There's something a little precarious about trying to affect change through something like punk, which is often associated with violence and therefore dismissed. That's why it's important to note that Barnett is playing on his fans' intellect, not their emotions. "I think a lot of the violent context of punk, all of it has been more like a modified cancer on the face of what punk originally meant and how the best purveyors of it still define it," Barnett insists. "It becomes really macho and it's really senseless and cartoony. We're not really supportive of that, we don't understand it, and we don't think it has any lasting power to change people or even inspire people."
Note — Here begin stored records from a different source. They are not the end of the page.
//! Database schema migrations.
//!
//! Uses a simple version table approach to track applied migrations.
//! Each migration is a SQL batch that transforms the schema.

use std::num::ParseIntError;

use crate::Error;
use tokio_rusqlite::{Connection, params};

/// Migration list: (version, SQL).
///
/// Migrations must be applied in order. The version number is an
/// incrementing integer used to track which migrations have been applied.
/// All migrations are idempotent using CREATE IF NOT EXISTS.
const MIGRATIONS: &[(&str, &str)] = &[("1", include_str!("../../migrations/001_entries.sql"))];

/// Run any pending migrations.
///
/// This creates the _migrations table if it doesn't exist, checks the
/// current version, and applies any migrations that haven't been run yet.
///
/// # Errors
///
/// Returns an error if a migration SQL fails to execute.
pub async fn run(conn: &Connection) -> Result<(), Error> {
    conn.call(|conn| -> Result<(), Error> {
        conn.execute(
            "CREATE TABLE IF NOT EXISTS _migrations (
                version INTEGER PRIMARY KEY,
                applied_at TEXT NOT NULL
            )",
            [],
        )
        .map_err(Error::from)?;

        let current: i64 = conn
            .query_row("SELECT COALESCE(MAX(version), 0) FROM _migrations", [], |row| {
                row.get(0)
            })
            .map_err(Error::from)?;

        for (version, sql) in MIGRATIONS {
            let version_num: i64 = version
                .parse()
                .map_err(|e: ParseIntError| Error::MigrationFailed(e.to_string()))?;
            if version_num > current {
                conn.execute_batch(sql)?;
                conn.execute(
                    "INSERT INTO _migrations (version, applied_at) VALUES (?1, ?2)",
                    params![version_num, chrono::Utc::now().to_rfc3339()],
                )
                .map_err(Error::from)?;
            }
        }

        Ok(())
    })
    .await
    .map_err(Error::from)
}
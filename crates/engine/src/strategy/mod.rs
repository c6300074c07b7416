//! The four request-handling strategies.
//!
//! Every strategy resolves to exactly one response; network and cache
//! failures are absorbed into degraded responses and never surface to
//! the caller. Reads walk the generation's read path (precache store
//! first, then runtime); writes always target the strategy's own write
//! store.

mod cache_first;
mod network_fallback;
mod network_first;
mod stale_while_revalidate;

pub use cache_first::CacheFirstCapped;
pub use network_fallback::NetworkFallback;
pub use network_first::NetworkFirst;
pub use stale_while_revalidate::StaleWhileRevalidate;

use async_trait::async_trait;
use haven_core::{CacheDb, CacheRequest, CachedResponse};

/// A request-handling policy.
#[async_trait]
pub trait Strategy: Send + Sync {
    /// Resolve a request to a response. Infallible by contract: the
    /// worst case is a synthesized degraded response.
    async fn handle(&self, request: &CacheRequest) -> CachedResponse;
}

/// Store a copy of a usable response.
///
/// Store failures are logged and swallowed: a cache problem must never
/// turn a good network response into an error.
pub(crate) async fn put_if_usable(cache: &CacheDb, store: &str, request: &CacheRequest, response: &CachedResponse) {
    if !response.is_usable() {
        return;
    }
    if let Err(e) = cache.put(store, request, response.duplicate()).await {
        tracing::warn!(store, url = %request.url, error = %e, "failed to cache response copy");
    }
}

/// First hit across the read path, treating store failures as misses.
pub(crate) async fn lookup_first(cache: &CacheDb, stores: &[String], request: &CacheRequest) -> Option<CachedResponse> {
    for store in stores {
        match cache.lookup(store, request).await {
            Ok(Some(hit)) => return Some(hit),
            Ok(None) => {}
            Err(e) => {
                tracing::warn!(store, url = %request.url, error = %e, "cache lookup failed; treating as miss");
            }
        }
    }
    None
}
On indie powerhouse label Jade Tree, Strike Anywhere has been able to impact audiences around the globe, albeit sometimes a handful at a time. But that's the definition of grassroots, and that's what Barnett and crew are all about. So, at least for now, to hell with the major labels.

"Sometimes in our weaker moments, we're like, 'Goddamn, it'd be nice to have health insurance,'" Barnett laughs, "but we can build this band from the independent point of view. We don't need four lawyers and three managers, people that would have to call my bandmates for me."

Strike Anywhere will make a stop in the area this month with the Jade Tree United Tour, complete with booths from PETA 2 and Music For America, a non-partisan, non-profit voting registration group. "It's gonna be hopefully a comprehensive alternative culture symposium," Barnett explains.